Mi planta de naranja lima: una historia conmovedora

Publicada en 1968 por el autor brasileño José Mauro de Vasconcelos, mi planta de naranja lima se convirtió rápidamente en un éxito y hoy es considerado un clásico de la literatura infantil. La historia gira en torno a Zezé, un niño de cinco años que vive en la pobreza junto a su familia. A pesar de las dificultades, Zezé es un niño inteligente y soñador, que encuentra consuelo y amistad en una planta de naranja lima a la que llama minguito. Sin embargo, su vida da un giro cuando su mejor amigo, Portuga, muere en un accidente y su planta de naranja lima es cortada por el municipio.

Índice
  1. La vigencia de mi planta de naranja lima
  2. El papel de los mediadores de lectura
  3. El plan lector y la selección de libros

La vigencia de mi planta de naranja lima

En el año 2020, se conmemoró el centenario del nacimiento de José Mauro de Vasconcelos, lo que llevó a cuestionarse sobre la vigencia de la lectura de mi planta de naranja lima. Aunque en el pasado fue un libro obligatorio en muchos colegios, actualmente su inclusión en los planes de lectura es más diversa. La escritora e investigadora Jéssica Rodríguez señala que este libro no es para primeros lectores, pero puede ser disfrutado por niños de 10 años en adelante. Destaca la autenticidad de las emociones retratadas por el autor, quien se basó en sus propias experiencias para crear la historia. Rodríguez enfatiza que no existen géneros o temas malos, sino libros adecuados para cada lector y momento de su vida.

El papel de los mediadores de lectura

Marcela Beriche Lezama, educadora y magíster en didáctica de la lectura y escritura, destaca la importancia de los mediadores de lectura al abordar libros que generan emociones intensas. Estos mediadores, como los docentes o padres, deben acompañar al niño durante la lectura y reflexionar sobre su contenido, especialmente en situaciones complejas. Según el gobierno mexicano, ser mediador de lectura implica involucrarse en el proceso de aprendizaje y orientar al joven lector en sus necesidades y habilidades. En el caso de mi planta de naranja lima, se reconoce que en el pasado no existía una mediación adecuada para este tipo de lecturas, pero actualmente se valora la importancia de guiar al niño en la comprensión y procesamiento de las emociones que surgen.
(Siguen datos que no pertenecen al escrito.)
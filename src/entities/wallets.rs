use chrono::{DateTime, Utc};
use sea_orm::entity::prelude::*;

/// 1 CB Point = 1 Ksh
/// - total_earned: every credit
/// - total_withdrawn: withdrawal debits only
/// - total_spent: every other debit
#[derive(Clone, Debug, PartialEq, DeriveEntityModel, Eq)]
#[sea_orm(table_name = "wallets")]
pub struct Model {
    #[sea_orm(primary_key)]
    pub id: i64,
    #[sea_orm(unique)]
    pub user_id: i64,
    pub balance: i64,
    pub total_earned: i64,
    pub total_withdrawn: i64,
    pub total_spent: i64,
    pub last_withdrawal_date: Option<DateTime<Utc>>,
    pub created_at: DateTime<Utc>,
    pub updated_at: DateTime<Utc>,
}

#[derive(Copy, Clone, Debug, EnumIter, DeriveRelation)]
pub enum Relation {}

impl ActiveModelBehavior for ActiveModel {}
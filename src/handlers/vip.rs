use super::{authorize, ok};
use crate::error::AppResult;
use crate::middlewares::Capability;
use crate::models::*;
use crate::services::{UserService, VipService};
use actix_web::{HttpRequest, HttpResponse, web};

#[utoipa::path(
    get,
    path = "/vip/levels",
    tag = "vip",
    responses(
        (status = 200, description = "All tiers in ascending order", body = [VipLevelResponse])
    )
)]
pub async fn list_levels(vip_service: web::Data<VipService>) -> AppResult<HttpResponse> {
    Ok(ok(vip_service.list_levels().await?))
}

#[utoipa::path(
    get,
    path = "/vip/mine",
    tag = "vip",
    security(
        ("bearer_auth" = [])
    ),
    responses(
        (status = 200, description = "Current tier and progress to the next", body = VipStatusResponse),
        (status = 401, description = "Unauthorized")
    )
)]
pub async fn my_status(
    user_service: web::Data<UserService>,
    vip_service: web::Data<VipService>,
    req: HttpRequest,
) -> AppResult<HttpResponse> {
    let user = authorize(&req, &user_service, Capability::Authenticated).await?;
    Ok(ok(vip_service.status(user.id).await?))
}

#[utoipa::path(
    post,
    path = "/vip/check-upgrade",
    tag = "vip",
    security(
        ("bearer_auth" = [])
    ),
    responses(
        (status = 200, description = "Upgrade result", body = VipUpgradeResponse),
        (status = 401, description = "Unauthorized")
    )
)]
pub async fn check_upgrade(
    user_service: web::Data<UserService>,
    vip_service: web::Data<VipService>,
    req: HttpRequest,
) -> AppResult<HttpResponse> {
    let user = authorize(&req, &user_service, Capability::Authenticated).await?;
    Ok(ok(vip_service.check_upgrade(user.id).await?))
}

pub fn vip_config(cfg: &mut web::ServiceConfig) {
    cfg.service(
        web::scope("/vip")
            .route("/levels", web::get().to(list_levels))
            .route("/mine", web::get().to(my_status))
            .route("/check-upgrade", web::post().to(check_upgrade)),
    );
}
El plan lector y la selección de libros

En 2006, el Ministerio de Educación implementó el plan lector en Perú, que consiste en la selección de 12 libros por año escolar para que estudiantes y profesores lean. Sin embargo, se ha señalado que estos planes suelen privilegiar la narrativa realista y carecen de opciones de teatro o poesía. Además, se destaca la importancia de que los niños también puedan armar su propio plan lector, basado en sus intereses y referencias encontradas en la escuela, el hogar o Internet. En este sentido, la mediación lectora se vuelve aún más relevante para acompañar al niño en la lectura y reflexionar sobre su contenido.

En definitiva, mi planta de naranja lima sigue siendo una lectura valiosa y conmovedora, aunque no sea adecuada para primeros lectores. La autenticidad de las emociones retratadas por el autor y la conexión que establece con el lector son aspectos destacados. Sin embargo, es importante que exista una mediación adecuada por parte de los docentes y padres, para guiar al niño en la comprensión y procesamiento de estas emociones. Asimismo, se reconoce la importancia de la diversidad en los planes de lectura, incluyendo diferentes géneros y temas. La lectura debe ser cultivada desde la infancia y fomentada como un hábito diario, para que se convierta en parte integral de la vida adulta.